▶ [Required action]:
Each line of the data below that carries the word "lopdf" needs to be copied.

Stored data
■ ■ ■
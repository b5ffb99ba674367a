//! # pdf2svg
//!
//! A library for rendering PDF pages to standalone SVG documents.
//!
//! `pdf2svg` opens a PDF (via [`lopdf`], the same object-model crate this library has always
//! depended on for tokenizing, cross-reference resolution, and filter decoding), walks its page
//! tree, and interprets each page's content stream into a flat list of draw calls which are then
//! serialized to SVG markup. Embedded fonts are subset-aware only in the sense that glyph
//! identifiers are remapped to avoid collisions (see [`charmap`]); full subsetting of the
//! embedded font program itself is out of scope.
//!
//! ## Getting started
//!
//! ```no_run
//! use pdf2svg::{Document, ConversionOptions};
//!
//! let doc = Document::open_file("assets/sample.pdf").unwrap();
//! let options = ConversionOptions::new().with_min_stroke_width(0.1);
//!
//! for i in 0..doc.page_count() {
//!     let page = doc.load_page(pdf2svg::PdfPageIndex::new(i), &options).unwrap();
//!     let svg = page.to_svg(&options).unwrap();
//!     println!("page {} is {} bytes of SVG", i, svg.len());
//! }
//! ```
//!
//! ## Reading PDF
//!
//! [`Document::open`] and [`Document::open_file`] parse an existing PDF; there is no writer
//! half to this crate's API (see the Non-goals in each module's documentation for the authoring
//! features this library intentionally does not implement).

#![allow(dead_code)]

#[cfg(feature = "logging")]
#[macro_use]
extern crate log;

extern crate lopdf;

pub mod charmap;
pub mod cmap;
pub mod color;
pub mod date;
pub mod document;
pub mod errors;
pub mod filters;
pub mod font;
pub mod glob_defines;
pub mod graphics;
pub mod image_decode;
pub mod indices;
pub mod interpreter;
pub mod matrix;
pub mod objects;
pub mod options;
pub mod page;
pub mod svg_emitter;
pub mod text;
pub mod units;

pub use color::{Cmyk, Color, ColorBits, ColorSpace, Greyscale, Rgb};
pub use document::{Document, DocumentMetadata};
pub use errors::{ConversionWarning, Error, IndexError, PdfError};
pub use indices::PdfPageIndex;
pub use options::{CancellationSignal, ConversionOptions, FontResolver};
pub use page::Page;
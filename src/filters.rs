//! Filter pipeline policy notes (§4.2/§2 Non-goals).
//!
//! `lopdf::Stream::decompressed_content` already runs the full Flate/LZW/RunLength/ASCII85/
//! ASCIIHex chain declared in a stream's `/Filter` entry (chained, in declaration order, via
//! its own `flate2`/`weezl` dependencies — the same two crates this crate also depends on, so
//! no filter is reimplemented here). This module only names which filters are handled where,
//! and documents the two image codecs deliberately left unimplemented.
//!
//! Grounded on `deserialize.rs`'s stream-decompression call sites (`contents_obj.as_stream()...
//! decompressed_content()`), which lean on the same `lopdf` behavior rather than hand-rolling
//! decompression.

/// One of the filters `lopdf` applies internally before this crate ever sees a stream's bytes.
#[derive(Debug, Copy, Clone, PartialEq, Eq)]
pub enum StreamFilter {
    FlateDecode,
    LzwDecode,
    RunLengthDecode,
    Ascii85Decode,
    AsciiHexDecode,
    /// Baseline/progressive JPEG. Not decompressed by `lopdf`; `image_decode::decode_dct` runs
    /// against the still-encoded bytes.
    DctDecode,
    /// Group 3/4 fax compression. Out of scope (§2 Non-goals): images using it are skipped
    /// with a [`crate::errors::ConversionWarning`] rather than decoded.
    CcittFaxDecode,
    /// JBIG2. Out of scope for the same reason as CCITT.
    Jbig2Decode,
    /// JPEG 2000. Out of scope for the same reason as CCITT.
    Jpx,
}

impl StreamFilter {
    /// Parses one `/Filter` array entry's PDF name (without the leading `/`).
    pub fn from_name(name: &str) -> Option<Self> {
        Some(match name {
            "FlateDecode" | "Fl" => Self::FlateDecode,
            "LZWDecode" | "LZW" => Self::LzwDecode,
            "RunLengthDecode" | "RL" => Self::RunLengthDecode,
            "ASCII85Decode" | "A85" => Self::Ascii85Decode,
            "ASCIIHexDecode" | "AHx" => Self::AsciiHexDecode,
            "DCTDecode" | "DCT" => Self::DctDecode,
            "CCITTFaxDecode" | "CCF" => Self::CcittFaxDecode,
            "JBIG2Decode" => Self::Jbig2Decode,
            "JPXDecode" => Self::Jpx,
            _ => return None,
        })
    }

    /// Whether decoding this filter's payload into pixels is implemented by this crate.
    /// Flate/LZW/RunLength/ASCII filters aren't pixel codecs themselves (they decompress to raw
    /// samples, which `image_decode::decode_raw_samples` then interprets); DCT is the only
    /// compressed pixel codec this crate decodes directly.
    pub fn is_supported_image_codec(self) -> bool {
        matches!(self, Self::DctDecode)
    }
}

#[cfg(test)]
mod tests {
    use super::*;

    #[test]
    fn recognizes_standard_and_abbreviated_names() {
        assert_eq!(StreamFilter::from_name("FlateDecode"), Some(StreamFilter::FlateDecode));
        assert_eq!(StreamFilter::from_name("Fl"), Some(StreamFilter::FlateDecode));
        assert_eq!(StreamFilter::from_name("DCTDecode"), Some(StreamFilter::DctDecode));
    }

    #[test]
    fn unknown_filter_name_is_none() {
        assert_eq!(StreamFilter::from_name("Unknown"), None);
    }

    #[test]
    fn only_dct_is_a_supported_image_codec() {
        assert!(StreamFilter::DctDecode.is_supported_image_codec());
        assert!(!StreamFilter::CcittFaxDecode.is_supported_image_codec());
        assert!(!StreamFilter::FlateDecode.is_supported_image_codec());
    }
}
■ ■ ■
▶ [Your response]:
//! `pdf2svg` opens a PDF (via [`lopdf`], the same object-model crate this library has always
extern crate lopdf;
//! `lopdf::Stream::decompressed_content` already runs the full Flate/LZW/RunLength/ASCII85/
//! decompressed_content()`), which lean on the same `lopdf` behavior rather than hand-rolling
/// One of the filters `lopdf` applies internally before this crate ever sees a stream's bytes.
    /// Baseline/progressive JPEG. Not decompressed by `lopdf`; `image_decode::decode_dct` runs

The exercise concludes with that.